According to the report just released on August 6 of Can Van Luc and the author group of BIDV Research Training Institute, Vietnam was not currently labeled by the United States (the US) as a currency manipulator but had been listed as 21 countries under the watch. However, Vietnam was also a country that could be transferred to a group of currency manipulators if there was no adjustment, because Vietnam had reached two thresholds (trade balance with the US surplus of over $20 billion and current account balance surplus of over two percent of GDP). The third condition was the one-way intervention in the foreign exchange market through the State Bank of Vietnam (SBV)’s continuous net buying of foreign currencies which had nearly reached the limit (1.7 percent of GDP compared to the limit of two percent of GDP). This was a risk for Vietnam in subsequent reviews by the US Treasury (which was the most recent September 2019).

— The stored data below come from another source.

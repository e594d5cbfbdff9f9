//! Vela Eval - interpretable trees, decorators, and evaluation.
//!
//! This crate provides:
//! - The interpretable tree (`Node`) built by an external planner
//! - Variable-binding contexts (`Activation` and its implementations)
//! - The decorator pipeline (`Pipeline`, `Decorator`) and the built-in
//!   observe, exhaustive-evaluation, and optimization decorators
//! - Planned programs (`Program`) with concurrent batch evaluation
//!
//! # Architecture
//!
//! A tree is planned once: the pipeline rewrites it bottom-up, and the
//! resulting `Program` is immutable. Evaluation takes a shared reference to
//! the tree and a caller-owned activation, so one program serves any number
//! of concurrent evaluations. Folds borrow scratch bindings from a
//! process-wide pool (`ActivationPool`) and return them on every exit path.
//!
//! Evaluation never fails out-of-band: errors and unknowns are values
//! (see `vela_value`).

mod activation;
pub mod decorators;
mod eval;
mod node;
mod operators;
mod options;
mod pool;
mod program;
mod stack;
mod state;

#[cfg(test)]
mod test_helpers;
#[cfg(test)]
mod tests;

pub use activation::{
    Activation, EmptyActivation, HierarchicalActivation, MapActivation, PartialActivation,
};
pub use decorators::{
    observe_eval, DecorateError, Decorator, DisableShortCircuits, ObserveEval, Optimize, Pipeline,
};
pub use node::{
    BinaryNode, ConditionalNode, ConstNode, FoldNode, IdentNode, ListNode, LogicalNode, MapNode,
    Node, Observer, SetMembershipNode, WatchNode,
};
pub use operators::evaluate_binary;
pub use options::EvalOptions;
pub use pool::{ActivationPool, Scratch, ScopedActivation};
pub use program::Program;
pub use state::{track_state, EvalState, SharedEvalState};

pub use vela_ir::{NodeId, Overload};
pub use vela_value::Value;
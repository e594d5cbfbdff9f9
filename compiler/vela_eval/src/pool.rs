//! Scratch activations for folds.
//!
//! Every fold evaluation needs two short-lived scopes: one binding the
//! accumulator variable and one binding the iteration variable. Allocating
//! fresh scopes per fold is wasteful on hot paths, so the fold borrows
//! reusable slots from an [`ActivationPool`].
//!
//! # Ownership
//!
//! A checked-out slot is owned exclusively by the returned [`Scratch`]
//! guard. The guard clears the slot's value and hands it back to the pool
//! when dropped, which covers early returns and unwinding panics. A slot is
//! never reachable from two guards at once: it is either inside the pool's
//! free list or inside exactly one guard.
//!
//! The pool is shared process-wide ([`ActivationPool::global`]) and is safe
//! to use from concurrent evaluations.

use std::sync::atomic::{AtomicUsize, Ordering};

use parking_lot::Mutex;
use vela_value::Value;

use crate::activation::Activation;

/// Free slots kept by a default pool. Slots released beyond this are dropped.
const DEFAULT_RETAINED: usize = 64;

static SCRATCH_POOL: ActivationPool = ActivationPool::new();

/// A single reusable binding: one name and, while in use, one value.
#[derive(Debug, Default)]
struct Slot {
    name: String,
    value: Option<Value>,
}

/// Thread-safe pool of scratch binding slots.
pub struct ActivationPool {
    free: Mutex<Vec<Box<Slot>>>,
    max_retained: usize,
    outstanding: AtomicUsize,
}

impl ActivationPool {
    /// Create a pool that retains up to 64 free slots.
    pub const fn new() -> Self {
        Self::with_capacity(DEFAULT_RETAINED)
    }

    /// Create a pool that retains up to `max_retained` free slots.
    pub const fn with_capacity(max_retained: usize) -> Self {
        ActivationPool {
            free: parking_lot::const_mutex(Vec::new()),
            max_retained,
            outstanding: AtomicUsize::new(0),
        }
    }

    /// The process-wide pool used by fold evaluation.
    pub fn global() -> &'static ActivationPool {
        &SCRATCH_POOL
    }

    /// Take a cleared slot bound to `name`.
    ///
    /// The slot holds no value until [`Scratch::set`] is called.
    pub fn checkout(&self, name: &str) -> Scratch<'_> {
        let mut slot = self.free.lock().pop().unwrap_or_default();
        slot.name.clear();
        slot.name.push_str(name);
        slot.value = None;
        self.outstanding.fetch_add(1, Ordering::Relaxed);
        Scratch {
            pool: self,
            slot: Some(slot),
        }
    }

    fn release(&self, mut slot: Box<Slot>) {
        slot.value = None;
        self.outstanding.fetch_sub(1, Ordering::Relaxed);
        let mut free = self.free.lock();
        if free.len() < self.max_retained {
            free.push(slot);
        }
    }

    /// Number of slots currently checked out.
    pub fn outstanding(&self) -> usize {
        self.outstanding.load(Ordering::Relaxed)
    }

    /// Number of free slots waiting for reuse.
    pub fn retained(&self) -> usize {
        self.free.lock().len()
    }
}

impl Default for ActivationPool {
    fn default() -> Self {
        Self::new()
    }
}

impl std::fmt::Debug for ActivationPool {
    fn fmt(&self, f: &mut std::fmt::Formatter<'_>) -> std::fmt::Result {
        f.debug_struct("ActivationPool")
            .field("retained", &self.retained())
            .field("max_retained", &self.max_retained)
            .field("outstanding", &self.outstanding())
            .finish()
    }
}

/// RAII guard over a checked-out slot.
///
/// Returns the slot to its pool on drop.
#[must_use = "dropping a Scratch immediately returns its slot to the pool"]
#[derive(Debug)]
pub struct Scratch<'pool> {
    pool: &'pool ActivationPool,
    // Always `Some` until drop.
    slot: Option<Box<Slot>>,
}

impl Scratch<'_> {
    /// The variable name this slot binds.
    pub fn name(&self) -> &str {
        self.slot.as_deref().map_or("", |s| s.name.as_str())
    }

    /// Replace the bound value.
    pub fn set(&mut self, value: Value) {
        if let Some(slot) = self.slot.as_deref_mut() {
            slot.value = Some(value);
        }
    }

    /// The bound value, if one has been set.
    pub fn value(&self) -> Option<&Value> {
        self.slot.as_deref()?.value.as_ref()
    }

    /// A scope that binds this slot's variable over `parent`.
    pub fn scope<'s>(&'s self, parent: &'s dyn Activation) -> ScopedActivation<'s> {
        ScopedActivation {
            name: self.name(),
            value: self.value(),
            parent,
        }
    }

    #[cfg(test)]
    pub(crate) fn slot_addr(&self) -> usize {
        self.slot
            .as_deref()
            .map_or(0, |s| std::ptr::from_ref(s) as usize)
    }
}

impl Drop for Scratch<'_> {
    fn drop(&mut self) {
        if let Some(slot) = self.slot.take() {
            self.pool.release(slot);
        }
    }
}

/// Borrowed view of a scratch slot layered over a parent scope.
#[derive(Clone, Copy)]
pub struct ScopedActivation<'s> {
    name: &'s str,
    value: Option<&'s Value>,
    parent: &'s dyn Activation,
}

impl Activation for ScopedActivation<'_> {
    fn resolve(&self, name: &str) -> Option<Value> {
        match self.value {
            Some(value) if name == self.name => Some(value.clone()),
            _ => self.parent.resolve(name),
        }
    }

    fn parent(&self) -> Option<&dyn Activation> {
        Some(self.parent)
    }
}

#[cfg(test)]
mod tests;
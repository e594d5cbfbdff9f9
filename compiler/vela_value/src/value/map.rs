//! Map values.
//!
//! Entries keep insertion order (iteration and display are deterministic)
//! and are indexed by `ValueKey` for O(1) lookup.

use rustc_hash::FxHashMap;

use super::{Value, ValueKey};

/// Insertion-ordered map from primitive keys to values.
#[derive(Clone, Debug, Default)]
pub struct MapValue {
    entries: Vec<(ValueKey, Value)>,
    index: FxHashMap<ValueKey, usize>,
}

impl MapValue {
    /// Create an empty map.
    pub fn new() -> Self {
        Self::default()
    }

    /// Create an empty map with room for `capacity` entries.
    pub fn with_capacity(capacity: usize) -> Self {
        MapValue {
            entries: Vec::with_capacity(capacity),
            index: FxHashMap::with_capacity_and_hasher(capacity, Default::default()),
        }
    }

    /// Insert a new entry.
    ///
    /// # Errors
    /// Returns the key back if it is already present; the map is unchanged.
    pub fn insert(&mut self, key: ValueKey, value: Value) -> Result<(), ValueKey> {
        if self.index.contains_key(&key) {
            return Err(key);
        }
        self.index.insert(key.clone(), self.entries.len());
        self.entries.push((key, value));
        Ok(())
    }

    /// Look up a value by key.
    #[inline]
    pub fn get(&self, key: &ValueKey) -> Option<&Value> {
        self.index.get(key).map(|&i| &self.entries[i].1)
    }

    #[inline]
    pub fn contains_key(&self, key: &ValueKey) -> bool {
        self.index.contains_key(key)
    }

    pub fn len(&self) -> usize {
        self.entries.len()
    }

    pub fn is_empty(&self) -> bool {
        self.entries.is_empty()
    }

    /// Iterate entries in insertion order.
    pub fn iter(&self) -> impl Iterator<Item = (&ValueKey, &Value)> + '_ {
        self.entries.iter().map(|(k, v)| (k, v))
    }

    /// Iterate keys in insertion order.
    pub fn keys(&self) -> impl Iterator<Item = &ValueKey> + '_ {
        self.entries.iter().map(|(k, _)| k)
    }

    pub(super) fn entries(&self) -> &[(ValueKey, Value)] {
        &self.entries
    }
}

/// Order-insensitive equality.
impl PartialEq for MapValue {
    fn eq(&self, other: &Self) -> bool {
        self.len() == other.len()
            && self
                .iter()
                .all(|(k, v)| other.get(k).is_some_and(|ov| v == ov))
    }
}
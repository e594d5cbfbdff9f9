//! Exhaustive evaluation: truth tables, equivalence with the short-circuit
//! forms, and observation of which operands actually run.

use std::sync::Arc;

use parking_lot::Mutex;
use pretty_assertions::assert_eq;
use proptest::prelude::*;
use vela_ir::{NodeId, Overload};
use vela_value::{no_such_overload, not_iterable, Value};

use crate::activation::{MapActivation, PartialActivation};
use crate::decorators::{observe_eval, DisableShortCircuits, Pipeline};
use crate::node::Node;
use crate::test_helpers::{id, ints, sum_fold, Operand};

/// Activation under which `Operand::node(n)` evaluates to `Operand::value(n)`
/// for ids 2 and 3.
fn operand_activation() -> PartialActivation {
    PartialActivation::default()
        .with_unknown("u2")
        .with_unknown("u3")
}

fn exhaustive(tree: Node) -> Node {
    Pipeline::new()
        .with(DisableShortCircuits)
        .apply(tree)
        .unwrap()
}

/// Expected `||` result per the dominance order: true, then false/false,
/// then unknown (left first), then an error (left first).
fn expected_or(l: Operand, r: Operand) -> Value {
    use Operand::{Error, False, True, Unknown};
    match (l, r) {
        (True, _) | (_, True) => Value::Bool(true),
        (False, False) => Value::Bool(false),
        (Unknown, _) => l.value(2),
        (_, Unknown) => r.value(3),
        (Error, _) => l.value(2),
        // (False, Error): the left operand is a plain bool, so the error is new.
        (False, Error) => Value::error(no_such_overload()),
    }
}

fn expected_and(l: Operand, r: Operand) -> Value {
    use Operand::{Error, False, True, Unknown};
    match (l, r) {
        (False, _) | (_, False) => Value::Bool(false),
        (True, True) => Value::Bool(true),
        (Unknown, _) => l.value(2),
        (_, Unknown) => r.value(3),
        (Error, _) => l.value(2),
        (True, Error) => Value::error(no_such_overload()),
    }
}

#[test]
fn test_exhaustive_or_truth_table() {
    let act = operand_activation();
    for l in Operand::ALL {
        for r in Operand::ALL {
            let tree = exhaustive(Node::or(id(1), l.node(2), r.node(3)));
            assert_eq!(tree.kind(), "exhaustive_or");
            assert_eq!(tree.evaluate(&act), expected_or(l, r), "{l:?} || {r:?}");
        }
    }
}

#[test]
fn test_exhaustive_and_truth_table() {
    let act = operand_activation();
    for l in Operand::ALL {
        for r in Operand::ALL {
            let tree = exhaustive(Node::and(id(1), l.node(2), r.node(3)));
            assert_eq!(tree.kind(), "exhaustive_and");
            assert_eq!(tree.evaluate(&act), expected_and(l, r), "{l:?} && {r:?}");
        }
    }
}

#[test]
fn test_short_circuit_forms_share_the_truth_table() {
    let act = operand_activation();
    for l in Operand::ALL {
        for r in Operand::ALL {
            let or = Node::or(id(1), l.node(2), r.node(3));
            assert_eq!(or.evaluate(&act), expected_or(l, r), "{l:?} || {r:?}");
            let and = Node::and(id(1), l.node(2), r.node(3));
            assert_eq!(and.evaluate(&act), expected_and(l, r), "{l:?} && {r:?}");
        }
    }
}

#[test]
fn test_unknown_beats_error() {
    let act = operand_activation();
    let tree = exhaustive(Node::or(
        id(1),
        Operand::Error.node(2),
        Operand::Unknown.node(3),
    ));
    assert_eq!(tree.evaluate(&act), Value::unknown(NodeId::new(3)));
}

/// Records the ids of every evaluated node, in evaluation order.
///
/// Exhaustive twins are swapped in before the observer wraps each node.
fn probe(exhaustive: bool) -> (Arc<Mutex<Vec<u32>>>, Pipeline) {
    let seen = Arc::new(Mutex::new(Vec::new()));
    let log = Arc::clone(&seen);
    let mut pipeline = Pipeline::new();
    if exhaustive {
        pipeline.push(DisableShortCircuits);
    }
    pipeline.push(observe_eval(move |id, _| log.lock().push(id.raw())));
    (seen, pipeline)
}

#[test]
fn test_exhaustive_or_evaluates_rhs_after_true() {
    let tree = Node::or(id(1), Node::constant(id(2), true), Node::constant(id(3), false));

    let (seen, pipeline) = probe(false);
    let short = pipeline.apply(tree.clone()).unwrap();
    assert_eq!(short.evaluate(&MapActivation::new()), Value::Bool(true));
    assert_eq!(*seen.lock(), vec![2, 1]);

    let (seen, pipeline) = probe(true);
    let full = pipeline.apply(tree).unwrap();
    assert_eq!(full.evaluate(&MapActivation::new()), Value::Bool(true));
    assert_eq!(*seen.lock(), vec![2, 3, 1]);
}

#[test]
fn test_exhaustive_and_evaluates_rhs_after_false() {
    let tree = Node::and(id(1), Node::constant(id(2), false), Node::constant(id(3), true));
    let (seen, pipeline) = probe(true);
    let full = pipeline.apply(tree).unwrap();
    assert_eq!(full.evaluate(&MapActivation::new()), Value::Bool(false));
    assert_eq!(*seen.lock(), vec![2, 3, 1]);
}

#[test]
fn test_exhaustive_conditional_evaluates_both_branches() {
    let tree = Node::conditional(
        id(1),
        Node::constant(id(2), true),
        Node::constant(id(3), 10_i64),
        Node::constant(id(4), 20_i64),
    );

    let (seen, pipeline) = probe(false);
    let short = pipeline.apply(tree.clone()).unwrap();
    assert_eq!(short.evaluate(&MapActivation::new()), Value::Int(10));
    assert_eq!(*seen.lock(), vec![2, 3, 1]);

    let (seen, pipeline) = probe(true);
    let full = pipeline.apply(tree).unwrap();
    assert_eq!(full.evaluate(&MapActivation::new()), Value::Int(10));
    assert_eq!(*seen.lock(), vec![2, 3, 4, 1]);
}

#[test]
fn test_exhaustive_conditional_non_bool_guard() {
    let tree = exhaustive(Node::conditional(
        id(1),
        Node::constant(id(2), "yes"),
        Node::constant(id(3), 1_i64),
        Node::constant(id(4), 2_i64),
    ));
    assert_eq!(
        tree.evaluate(&MapActivation::new()),
        Value::error(no_such_overload())
    );
}

#[test]
fn test_exhaustive_conditional_propagates_unknown_guard() {
    let act = PartialActivation::default().with_unknown("c");
    let tree = exhaustive(Node::conditional(
        id(1),
        Node::ident(id(2), "c"),
        Node::constant(id(3), 1_i64),
        Node::constant(id(4), 2_i64),
    ));
    assert_eq!(tree.evaluate(&act), Value::unknown(id(2)));
}

/// `range.fold(acc = 0, x, acc < 3, acc + x, acc)`.
fn guarded_sum() -> Node {
    Node::fold(
        id(1),
        "acc",
        Node::constant(id(3), 0_i64),
        "x",
        Node::ident(id(2), "range"),
        Node::binary(id(4), Overload::Less, Node::ident(id(5), "acc"), Node::constant(id(6), 3_i64)),
        Node::binary(id(7), Overload::Add, Node::ident(id(8), "acc"), Node::ident(id(9), "x")),
        Node::ident(id(10), "acc"),
    )
}

#[test]
fn test_exhaustive_fold_ignores_condition() {
    let act = MapActivation::new().with("range", ints(&[1, 2, 3, 4]));
    assert_eq!(guarded_sum().evaluate(&act), Value::Int(3));
    assert_eq!(exhaustive(guarded_sum()).evaluate(&act), Value::Int(10));
}

#[test]
fn test_exhaustive_fold_evaluates_condition_every_iteration() {
    let (seen, pipeline) = probe(true);
    let tree = pipeline.apply(guarded_sum()).unwrap();
    let act = MapActivation::new().with("range", ints(&[1, 2, 3, 4]));
    tree.evaluate(&act);
    let cond_evals = seen.lock().iter().filter(|&&n| n == 4).count();
    assert_eq!(cond_evals, 4);
}

#[test]
fn test_short_circuit_fold_stops_at_false_condition() {
    let (seen, pipeline) = probe(false);
    let tree = pipeline.apply(guarded_sum()).unwrap();
    let act = MapActivation::new().with("range", ints(&[1, 2, 3, 4]));
    assert_eq!(tree.evaluate(&act), Value::Int(3));
    let seen = seen.lock();
    // The condition runs three times (true, true, false); the step twice.
    assert_eq!(seen.iter().filter(|&&n| n == 4).count(), 3);
    assert_eq!(seen.iter().filter(|&&n| n == 7).count(), 2);
}

#[test]
fn test_short_circuit_fold_continues_on_error_condition() {
    // A condition that is an error (not `false`) does not stop the loop.
    let tree = Node::fold(
        id(1),
        "acc",
        Node::constant(id(3), 0_i64),
        "x",
        Node::ident(id(2), "range"),
        Node::ident(id(4), "missing"),
        Node::binary(id(5), Overload::Add, Node::ident(id(6), "acc"), Node::ident(id(7), "x")),
        Node::ident(id(8), "acc"),
    );
    let act = MapActivation::new().with("range", ints(&[1, 2, 3]));
    assert_eq!(tree.evaluate(&act), Value::Int(6));
}

#[test]
fn test_exhaustive_fold_non_iterable_range() {
    let act = MapActivation::new().with("range", Value::Bool(true));
    assert_eq!(
        exhaustive(sum_fold()).evaluate(&act),
        Value::error(not_iterable("bool"))
    );
}

#[test]
fn test_exhaustive_fold_over_map_keys() {
    let range = Node::map(
        id(20),
        vec![
            (Node::constant(id(21), 1_i64), Node::constant(id(22), "a")),
            (Node::constant(id(23), 2_i64), Node::constant(id(24), "b")),
        ],
    );
    let tree = exhaustive(Node::fold(
        id(1),
        "acc",
        Node::constant(id(3), 0_i64),
        "k",
        range,
        Node::constant(id(4), true),
        Node::binary(id(5), Overload::Add, Node::ident(id(6), "acc"), Node::ident(id(7), "k")),
        Node::ident(id(8), "acc"),
    ));
    assert_eq!(tree.evaluate(&MapActivation::new()), Value::Int(3));
}

// Equivalence on fully-defined inputs

fn bool_leaf(n: u32, b: bool) -> Node {
    Node::constant(id(n), b)
}

proptest! {
    #[test]
    fn prop_or_and_agree_on_bools(l: bool, r: bool) {
        let act = MapActivation::new();
        for build in [Node::or as fn(NodeId, Node, Node) -> Node, Node::and] {
            let tree = build(id(1), bool_leaf(2, l), bool_leaf(3, r));
            let short = tree.evaluate(&act);
            let full = exhaustive(tree).evaluate(&act);
            prop_assert_eq!(short, full);
        }
    }

    #[test]
    fn prop_conditional_agrees_on_defined_input(c: bool, t: i64, f: i64) {
        let act = MapActivation::new();
        let tree = Node::conditional(
            id(1),
            bool_leaf(2, c),
            Node::constant(id(3), t),
            Node::constant(id(4), f),
        );
        let short = tree.evaluate(&act);
        let full = exhaustive(tree).evaluate(&act);
        prop_assert_eq!(&short, &full);
        prop_assert_eq!(short, Value::Int(if c { t } else { f }));
    }

    #[test]
    fn prop_fold_agrees_when_condition_holds(items in prop::collection::vec(-1000_i64..1000, 0..16)) {
        let act = MapActivation::new().with("range", ints(&items));
        let short = sum_fold().evaluate(&act);
        let full = exhaustive(sum_fold()).evaluate(&act);
        prop_assert_eq!(&short, &full);
        prop_assert_eq!(short, Value::Int(items.iter().sum()));
    }
}
//! Sets of unknown expression ids.
//!
//! An unknown value records which expressions could not be evaluated because
//! their inputs were deliberately withheld. The set is kept sorted and
//! de-duplicated so equality is structural.

use std::fmt;

use smallvec::SmallVec;
use vela_ir::NodeId;

/// Sorted, de-duplicated set of node ids whose values are unknown.
#[derive(Clone, Debug, PartialEq, Eq, Hash)]
pub struct UnknownSet {
    ids: SmallVec<[NodeId; 2]>,
}

impl UnknownSet {
    /// A set naming a single expression.
    pub fn new(id: NodeId) -> Self {
        let mut ids = SmallVec::new();
        ids.push(id);
        UnknownSet { ids }
    }

    /// Build a set from arbitrary ids.
    pub fn from_ids(ids: impl IntoIterator<Item = NodeId>) -> Self {
        let mut ids: SmallVec<[NodeId; 2]> = ids.into_iter().collect();
        ids.sort_unstable();
        ids.dedup();
        UnknownSet { ids }
    }

    /// The ids in ascending order.
    pub fn ids(&self) -> &[NodeId] {
        &self.ids
    }

    pub fn contains(&self, id: NodeId) -> bool {
        self.ids.binary_search(&id).is_ok()
    }

    pub fn len(&self) -> usize {
        self.ids.len()
    }

    pub fn is_empty(&self) -> bool {
        self.ids.is_empty()
    }
}

impl fmt::Display for UnknownSet {
    fn fmt(&self, f: &mut fmt::Formatter<'_>) -> fmt::Result {
        write!(f, "{{")?;
        for (i, id) in self.ids.iter().enumerate() {
            if i > 0 {
                write!(f, ", ")?;
            }
            write!(f, "{id}")?;
        }
        write!(f, "}}")
    }
}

Therefore, the authors put forward three recommendations to deal with the current US-China trade war, when the US labeled currency manipulation for China.
Firstly, it is necessary to coordinate well to exchange information, explain and show goodwill towards the US. Accordingly, SBV should coordinate with related ministries and agencies to work on issues that the US Department of Finance is interested in explaining Vietnam’s exchange and trade policies to serve the review in September 2019; avoid being labeled in the list of currency manipulators, causing many disadvantages for Vietnam.
Secondly, Vietnam’s exchange rate policies should limit direct, one-way and continuous impact on the foreign exchange market, without being violated the third limit as mentioned above. Vietnam regulates monetary policy to control inflation, stabilise macro economy, rationalise economic growth. It is necessary to explain to the US that the exchange rate management in the past is in line with domestic and international market developments as well as the characteristics of Vietnam’s economy, not to create an unfair competitive advantage.
In particular, Vietnam should avoid being affected by currency warfare (if any) and not devaluing the dong, because the exchange rate adjustment will involve many aspects of the economy (not only related to exports, but also imports, foreign debts, inflationary pressures, etc.) and could be subject to a currency manipulation by the US. Instead, Vietnam needs a flexible exchange rate policy, continues to consolidate its foreign exchange reserves, combines with effective communication to control the spread of risk factors.
Thirdly, authorities need to seriously handle trade and investment activities in Vietnam to avoid US tax rates, because US President D.Trump said that Vietnam was the most benefiting country from the trade war in the past. The US has a tough attitude about trade and does not hesitate to use sanctions on violating countries. In fact, the US tax increase on products accused of changing origin to avoid taxes is a typical, such as the tax rate of 456.23 percent for steel imported from Vietnam using materials from Korea and Taiwan.